I’ve also been told that the leek greens are also good in veggie and chicken stock, though I usually just toss or compost them instead.

Leeks are amazing. They are one of the few plants I’m growing this year that I’m really counting on to succeed. The rest (tomatoes, peppers, sweet potatoes, et al) are honestly just a bonus.

Ordering Live Plants, part 1–Fruits and Veg

Or, some plants are better not grown from seed.

In planning for this year’s garden, I ended up taking a few shortcuts. While growing veggies and flowers from seed is easily the cheapest way, some veggies and flowers take a very long time to mature and produce food. And I’m not the most patient person.

Veggies:

Asparagus

I had high hopes for having fresh asparagus this year until I found that it takes a good 3-5 years before you can harvest any asparagus that you’ve grown from seed. In lieu of this, many seed companies sell 2-3 year old asparagus “crowns” which is the root of an asparagus plant. I’ve ordered a set of 10 crowns of Jersey Knight Giant asparagus from Gurney’s (many other seed companies were already sold out). Jersey Knight seems to be the favored variety.

Jersey Knight Giant asparagus

Leeks and Onions

Leeks are another crop I had high hopes for. It can be grown from seed–I actually have three packets of different varieties in my seed collection already. However, my experience with growing both leeks and onions seeds last year was really frustrating–all I got was a series of chives, or, at best, green onions. So when I heard that you could order leek and onion “starts”, I jumped on it. (Onion starts are different from onions sets, which are essentially bags of mini onion bulbs which more often than not will bolt early–onions are biennials and the process of being stalled at the small bulb stage makes them think they are on year two and should start putting out flowers instead of growing a bigger bulb.) Several companies, such as Johnny’s Seeds, sell onion and leek starts, but one company specializes specifically in onion and leek sets: Dixondale Farms. I ordered a bunch of leeks (30 or so in each bunch) and a bunch of mixed onions–yellow, red, and white from Dixondale. These will be the first of my live plants to arrive as they are supposed to be shipped out mid-March. I think I’ll put them in the beds next to the garlic, though at this point I’m not sure if I’ll even be able to get into the garden to prep the beds and plant them. Erik may end up doing more gardening that he had planned on this spring.

Sweet Potatoes

Sweet potatoes are another crop that could theoretically be grown from seed but no one does. Instead, companies sell “slips” (sweet potato starts), or you could make your own from old sweet potatoes. Last year I received three different types of sweet potato slips from Baker Creek–Pumpkin Yam, Jersey Yellow, and Molokai purple. Of the three, the Pumpkin Yam grew best and tasted amazing roasted. The Jersey yellow did not grow that big, and also didn’t cure well. The Molokai purple were also very skinny–they cured well, but as they are so thin I haven’t bothered to use them in cooking yet.

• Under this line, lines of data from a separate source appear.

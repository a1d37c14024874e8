//! Random point sampling of the auxiliary raster.

use rand::Rng;
use tracing::debug;

use crate::error::{FillError, Result};
use crate::raster::Raster;
use crate::region::Region;

/// A single point sample: a cell-center location and its value.
#[derive(Debug, Clone, Copy, PartialEq)]
pub struct Sample {
    /// Horizontal map coordinate of the sampled cell center.
    pub x: f64,
    /// Vertical map coordinate of the sampled cell center.
    pub y: f64,
    /// Sampled value.
    pub value: f64,
}

/// A sparse set of point samples drawn from one raster.
#[derive(Debug, Clone, Default)]
pub struct SampleSet {
    samples: Vec<Sample>,
}

impl SampleSet {
    /// Number of samples.
    pub fn len(&self) -> usize {
        self.samples.len()
    }

    /// Whether the set holds no samples.
    pub fn is_empty(&self) -> bool {
        self.samples.is_empty()
    }

    /// Iterate over the samples.
    pub fn iter(&self) -> impl Iterator<Item = &Sample> {
        self.samples.iter()
    }
}

/// Draw a uniform random sample of `percentage` percent of the valid cells
/// of `source` within `region`, without replacement.
///
/// The draw count is `round(percentage/100 × valid-cell-count)`. Sampling is
/// not seeded here; callers that need reproducibility pass a seeded rng.
///
/// # Errors
///
/// - [`FillError::InvalidPercentage`] if `percentage > 100`.
/// - [`FillError::NoAuxiliaryData`] if `source` has no valid cells inside
///   `region`; an empty support set would leave the interpolator nothing to
///   work from, so this fails fast instead.
pub fn sample<R: Rng + ?Sized>(
    source: &Raster,
    region: &Region,
    percentage: u8,
    rng: &mut R,
) -> Result<SampleSet> {
    if percentage > 100 {
        return Err(FillError::InvalidPercentage { value: percentage });
    }

    let mut valid = Vec::new();
    for row in 0..region.rows() {
        for col in 0..region.cols() {
            let (x, y) = region.cell_center(row, col);
            if let Some(value) = source.value_at(x, y) {
                valid.push(Sample { x, y, value });
            }
        }
    }

    if valid.is_empty() {
        return Err(FillError::NoAuxiliaryData {
            rows: region.rows(),
            cols: region.cols(),
        });
    }

    let count = (percentage as f64 / 100.0 * valid.len() as f64).round() as usize;
    let samples = rand::seq::index::sample(rng, valid.len(), count)
        .iter()
        .map(|i| valid[i])
        .collect();

    debug!(
        "sampled {count} of {} valid auxiliary cells ({percentage}%)",
        valid.len()
    );
    Ok(SampleSet { samples })
}
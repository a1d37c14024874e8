//! # Gapfill - Void Filling for Elevation Rasters
//!
//! Fills data holes in a primary elevation raster from a secondary,
//! differently-sourced raster over the same area, producing one gap-free
//! grid that keeps every valid primary value and blends auxiliary data only
//! where the primary has none.
//!
//! ## How it works
//!
//! 1. **Mask** - cells carrying the hole sentinel (`-9999` by default) are
//!    marked as holes.
//! 2. **Buffer** - the hole mask grows outward by a ground distance (meters,
//!    not cells), yielding a ring of intact cells around every hole.
//! 3. **Sample** - a percentage of the auxiliary raster's valid cells is
//!    drawn uniformly at random.
//! 4. **Compose** - ring values (real elevations at the hole's rim) and the
//!    samples form a sparse support surface.
//! 5. **Interpolate** - the support surface is null-filled, bilinear or
//!    spline-like.
//! 6. **Patch** - the primary raster is laid over the fill; its sentinel
//!    cells become true absence so fill shows through there and nowhere
//!    else.
//!
//! The working region is an explicit value recomputed at every stage, and
//! all intermediates live under run-private names that are removed on every
//! exit path.
//!
//! ## Quick Start
//!
//! ```
//! use gapfill::{FillOptions, Raster, RasterStore, Region, VoidFillPipeline};
//!
//! # fn main() -> gapfill::Result<()> {
//! let region = Region::from_grid(0.0, 300.0, 10, 10, 30.0, 30.0)?;
//! let mut primary = Raster::filled(region, 420.0);
//! primary.set(5, 5, -9999.0); // a data hole
//! let auxiliary = Raster::filled(region, 400.0);
//!
//! let mut store = RasterStore::new();
//! store.write("primary", primary);
//! store.write("auxiliary", auxiliary);
//!
//! let pipeline = VoidFillPipeline::new(FillOptions::default());
//! let report = pipeline.run(&mut store, "primary", "auxiliary", "filled")?;
//! assert_eq!(report.cells_filled, 1);
//! # Ok(())
//! # }
//! ```
//!
//! ## Tile I/O
//!
//! The [`hgt`] module reads and writes SRTM-layout `.hgt` tiles (also from
//! `.hgt.zip` archives), converting the -32768 void value to true absence
//! and deriving the metric cell size from the tile latitude.

pub mod buffer;
pub mod compose;
pub mod error;
pub mod filename;
pub mod hgt;
pub mod interpolate;
pub mod mask;
pub mod patch;
pub mod pipeline;
pub mod raster;
pub mod region;
pub mod sample;
pub mod store;

// Re-export main types at crate root for convenience
pub use error::{FillError, Result};
pub use hgt::{HgtResolution, HgtTile, HGT_VOID};
pub use interpolate::FillMethod;
pub use pipeline::{FillOptions, FillReport, Stage, VoidFillPipeline};
pub use raster::Raster;
pub use region::{CellSize, Region};
pub use sample::{Sample, SampleSet};
pub use store::{RasterStore, Scratch};
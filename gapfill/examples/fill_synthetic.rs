//! Minimal example: fill a synthetic holed raster from a synthetic auxiliary.
//!
//! Run with: cargo run --example fill_synthetic

use gapfill::{FillError, FillOptions, Raster, RasterStore, Region, VoidFillPipeline};

fn main() -> Result<(), FillError> {
    let region = Region::from_grid(0.0, 600.0, 20, 20, 30.0, 30.0)?;

    // Primary: a ridge with a 4x4 block of holes.
    let mut primary = Raster::absent(region);
    for row in 0..20 {
        for col in 0..20 {
            primary.set(row, col, 300.0 + (row as f64 - 10.0).abs() * -8.0 + col as f64);
        }
    }
    for row in 8..12 {
        for col in 8..12 {
            primary.set(row, col, -9999.0);
        }
    }

    // Auxiliary: a coarser take on the same terrain, fully valid.
    let mut auxiliary = Raster::absent(region);
    for row in 0..20 {
        for col in 0..20 {
            auxiliary.set(row, col, 295.0 + (row as f64 - 10.0).abs() * -8.0 + col as f64);
        }
    }

    let mut store = RasterStore::new();
    store.write("primary", primary);
    store.write("auxiliary", auxiliary);

    let pipeline = VoidFillPipeline::new(FillOptions::default().sample_percentage(40));
    let report = pipeline.run(&mut store, "primary", "auxiliary", "filled")?;

    println!("holes detected: {}", report.holes_detected);
    println!("ring cells:     {}", report.ring_cells);
    println!("samples drawn:  {}", report.samples_drawn);
    println!("cells filled:   {}", report.cells_filled);
    println!("residual holes: {}", report.residual_holes);

    let filled = store.read("filled")?;
    println!("\nfilled block:");
    for row in 8..12 {
        let line: Vec<String> = (8..12)
            .map(|col| match filled.get(row, col) {
                Some(v) => format!("{v:7.1}"),
                None => "      -".to_string(),
            })
            .collect();
        println!("  {}", line.join(" "));
    }

    Ok(())
}
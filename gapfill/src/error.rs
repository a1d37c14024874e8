//! Error types for the gapfill library.

use std::path::PathBuf;
use thiserror::Error;

/// Errors that can occur while filling elevation data holes.
///
/// Configuration problems (missing rasters, bad parameters, unreadable
/// files) abort a run before anything is written. A missing auxiliary
/// dataset aborts the run but leaves the primary raster untouched.
/// Degenerate inputs that still produce an output (zero holes, residual
/// unfillable cells) are not errors; they are reported through
/// [`FillReport`](crate::pipeline::FillReport).
#[derive(Error, Debug)]
pub enum FillError {
    /// IO error when reading or writing tile files.
    #[error("IO error: {0}")]
    Io(#[from] std::io::Error),

    /// A named raster is missing from the store.
    #[error("raster not found in store: {name}")]
    RasterNotFound { name: String },

    /// Region bounds or resolution do not describe a usable extent.
    #[error("invalid region: {reason}")]
    InvalidRegion { reason: String },

    /// Raster data length does not match its region.
    #[error("grid mismatch: region has {expected} cells but data has {actual}")]
    GridMismatch { expected: usize, actual: usize },

    /// Sample percentage outside 0-100.
    #[error("invalid sample percentage: {value} (valid: 0-100)")]
    InvalidPercentage { value: u8 },

    /// Negative buffer distance.
    #[error("invalid buffer distance: {value} m (must be >= 0)")]
    InvalidDistance { value: f64 },

    /// The auxiliary raster has no valid cells in the working region, so
    /// there is nothing to sample fill values from.
    #[error("auxiliary raster has no valid cells in the {rows}x{cols} working region")]
    NoAuxiliaryData { rows: usize, cols: usize },

    /// Tile file size doesn't match a known sample layout.
    #[error("invalid file size: {size} bytes (expected 25934402 for 1-arcsec or 2884802 for 3-arcsec)")]
    InvalidFileSize { size: usize },

    /// Tile coordinates could not be parsed from the file name.
    #[error("cannot determine tile coordinates from file name: {path}")]
    BadTileName { path: PathBuf },
}

/// Result type alias using [`FillError`].
pub type Result<T> = std::result::Result<T, FillError>;

#[cfg(test)]
mod tests {
    use super::*;

    #[test]
    fn test_error_display() {
        let err = FillError::RasterNotFound {
            name: "primary".into(),
        };
        assert!(err.to_string().contains("primary"));

        let err = FillError::InvalidPercentage { value: 130 };
        assert!(err.to_string().contains("130"));

        let err = FillError::NoAuxiliaryData { rows: 10, cols: 12 };
        assert!(err.to_string().contains("10x12"));

        let err = FillError::BadTileName {
            path: PathBuf::from("somewhere.hgt"),
        };
        assert!(err.to_string().contains("somewhere.hgt"));
    }
}
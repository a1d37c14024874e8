//! Working-extent bookkeeping.
//!
//! Every raster operation in this crate is evaluated against an explicit
//! [`Region`]: a rectangular, cell-aligned window with a fixed resolution.
//! The region is passed as a value into each pipeline stage and recomputed at
//! every stage boundary, so there is no process-global extent that can go
//! stale between operations.

use crate::error::{FillError, Result};

/// Tolerance when snapping coordinates onto a cell grid.
const GRID_EPSILON: f64 = 1e-6;

/// Ground size of one raster cell, in meters per axis.
///
/// Buffer distances are metric, so callers working in non-metric map units
/// (e.g. degrees) supply the true ground size of a cell here. For tiles in
/// geographic coordinates the east-west extent shrinks with latitude, hence
/// the two axes are kept separate.
#[derive(Debug, Clone, Copy, PartialEq)]
pub struct CellSize {
    /// East-west cell extent in meters.
    pub ew: f64,
    /// North-south cell extent in meters.
    pub ns: f64,
}

impl CellSize {
    /// A square cell of `meters` per side.
    pub fn square(meters: f64) -> Self {
        Self {
            ew: meters,
            ns: meters,
        }
    }
}

/// A rectangular, cell-aligned extent with a fixed cell resolution.
///
/// Bounds are in map units; `north`/`south` bound the vertical axis and
/// `east`/`west` the horizontal one. Rows run north to south, columns west
/// to east, and cell centers sit half a resolution step inside the bounds.
#[derive(Debug, Clone, Copy, PartialEq)]
pub struct Region {
    /// Northern bound.
    pub north: f64,
    /// Southern bound.
    pub south: f64,
    /// Eastern bound.
    pub east: f64,
    /// Western bound.
    pub west: f64,
    /// East-west cell resolution in map units.
    pub ew_res: f64,
    /// North-south cell resolution in map units.
    pub ns_res: f64,
}

/// Number of resolution steps from `origin` to `v`.
fn steps(origin: f64, v: f64, res: f64) -> f64 {
    (v - origin) / res
}

/// Floor that forgives floating-point noise just below a whole step.
fn snap_floor(t: f64) -> f64 {
    let r = t.round();
    if (t - r).abs() < GRID_EPSILON {
        r
    } else {
        t.floor()
    }
}

/// Ceiling that forgives floating-point noise just above a whole step.
fn snap_ceil(t: f64) -> f64 {
    let r = t.round();
    if (t - r).abs() < GRID_EPSILON {
        r
    } else {
        t.ceil()
    }
}

impl Region {
    /// Create a region from explicit bounds and resolution.
    ///
    /// # Errors
    ///
    /// Returns [`FillError::InvalidRegion`] if the bounds are inverted or
    /// empty, or if either resolution is not strictly positive.
    pub fn new(
        north: f64,
        south: f64,
        east: f64,
        west: f64,
        ew_res: f64,
        ns_res: f64,
    ) -> Result<Self> {
        if !(ew_res > 0.0) || !(ns_res > 0.0) {
            return Err(FillError::InvalidRegion {
                reason: format!("non-positive resolution: ew={ew_res}, ns={ns_res}"),
            });
        }
        if north <= south || east <= west {
            return Err(FillError::InvalidRegion {
                reason: format!("empty extent: n={north} s={south} e={east} w={west}"),
            });
        }
        Ok(Self {
            north,
            south,
            east,
            west,
            ew_res,
            ns_res,
        })
    }

    /// Create a region anchored at its northwest corner with a given grid
    /// shape.
    pub fn from_grid(
        west: f64,
        north: f64,
        rows: usize,
        cols: usize,
        ew_res: f64,
        ns_res: f64,
    ) -> Result<Self> {
        Self::new(
            north,
            north - rows as f64 * ns_res,
            west + cols as f64 * ew_res,
            west,
            ew_res,
            ns_res,
        )
    }

    /// Number of rows covered by this region.
    pub fn rows(&self) -> usize {
        ((self.north - self.south) / self.ns_res).round() as usize
    }

    /// Number of columns covered by this region.
    pub fn cols(&self) -> usize {
        ((self.east - self.west) / self.ew_res).round() as usize
    }

    /// Total cell count.
    pub fn cells(&self) -> usize {
        self.rows() * self.cols()
    }

    /// Map-unit coordinates of the center of cell `(row, col)`.
    pub fn cell_center(&self, row: usize, col: usize) -> (f64, f64) {
        (
            self.west + (col as f64 + 0.5) * self.ew_res,
            self.north - (row as f64 + 0.5) * self.ns_res,
        )
    }

    /// Row containing the vertical coordinate `y`, if inside the region.
    pub fn row_of(&self, y: f64) -> Option<usize> {
        let t = (self.north - y) / self.ns_res;
        if t < -GRID_EPSILON {
            return None;
        }
        let row = t.floor().max(0.0) as usize;
        (row < self.rows()).then_some(row)
    }

    /// Column containing the horizontal coordinate `x`, if inside the region.
    pub fn col_of(&self, x: f64) -> Option<usize> {
        let t = (x - self.west) / self.ew_res;
        if t < -GRID_EPSILON {
            return None;
        }
        let col = t.floor().max(0.0) as usize;
        (col < self.cols()).then_some(col)
    }

    /// Whether the point `(x, y)` lies inside the region.
    pub fn contains(&self, x: f64, y: f64) -> bool {
        self.col_of(x).is_some() && self.row_of(y).is_some()
    }

    /// Re-snap this region's bounds outward onto the cell lattice of `grid`.
    ///
    /// The result covers at least the same area and adopts `grid`'s
    /// resolution. For a region already on the lattice this is the identity.
    pub fn align_to(&self, grid: &Region) -> Region {
        let ew = grid.ew_res;
        let ns = grid.ns_res;
        Region {
            west: grid.west + snap_floor(steps(grid.west, self.west, ew)) * ew,
            east: grid.west + snap_ceil(steps(grid.west, self.east, ew)) * ew,
            north: grid.north - snap_floor(steps(self.north, grid.north, ns)) * ns,
            south: grid.north - snap_ceil(steps(self.south, grid.north, ns)) * ns,
            ew_res: ew,
            ns_res: ns,
        }
    }

    /// Smallest region covering both operands, on this region's lattice.
    pub fn union(&self, other: &Region) -> Region {
        Region {
            north: self.north.max(other.north),
            south: self.south.min(other.south),
            east: self.east.max(other.east),
            west: self.west.min(other.west),
            ew_res: self.ew_res,
            ns_res: self.ns_res,
        }
        .align_to(self)
    }

    /// Overlap of both operands on this region's lattice, if any.
    pub fn intersect(&self, other: &Region) -> Option<Region> {
        let north = self.north.min(other.north);
        let south = self.south.max(other.south);
        let east = self.east.min(other.east);
        let west = self.west.max(other.west);
        if north - south < GRID_EPSILON || east - west < GRID_EPSILON {
            return None;
        }
        Some(
            Region {
                north,
                south,
                east,
                west,
                ew_res: self.ew_res,
                ns_res: self.ns_res,
            }
            .align_to(self),
        )
    }
}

As I’m not sure if Baker Creek will even offer sweet potatoes slips this year, I went ahead and ordered a set of Murasaki Purple sweet potatoes from Gurney and a set of 25 slips of Mahon Yams from Johnny’s Seeds. I think I’ll plant them in a large container again this year. One set of slips is set to arrive in late April, and the other set is scheduled to arrive late May. Honestly, I’m not sure what I’ll do with the April set, yet as sweet potatoes are finicky and only like hot weather and April is not hot in Northern IL.

Mahon Yams

Apple Trees

My first purchase when we moved into the new house were some apple trees. Unfortunately, they were sold out last summer, and even when I went to pre-order trees this winter, many were already sold out! My preference is Fuji apple, but all the companies I could find were out of stock. Instead, I ended up with a HoneyCrisp and a Haralson, both of which cross-pollinate well with Fujis (and each other), from Gilby’s Orchard, a tree company based in MN. These apples are all dwarf varieties, as I live in the middle of the city and full-sized trees would be too large (plus, a pain to manage). I’m not entirely sure where I’ll put them yet, but there is plenty of room as all of the house’s previous trees have been removed due to illness and old age.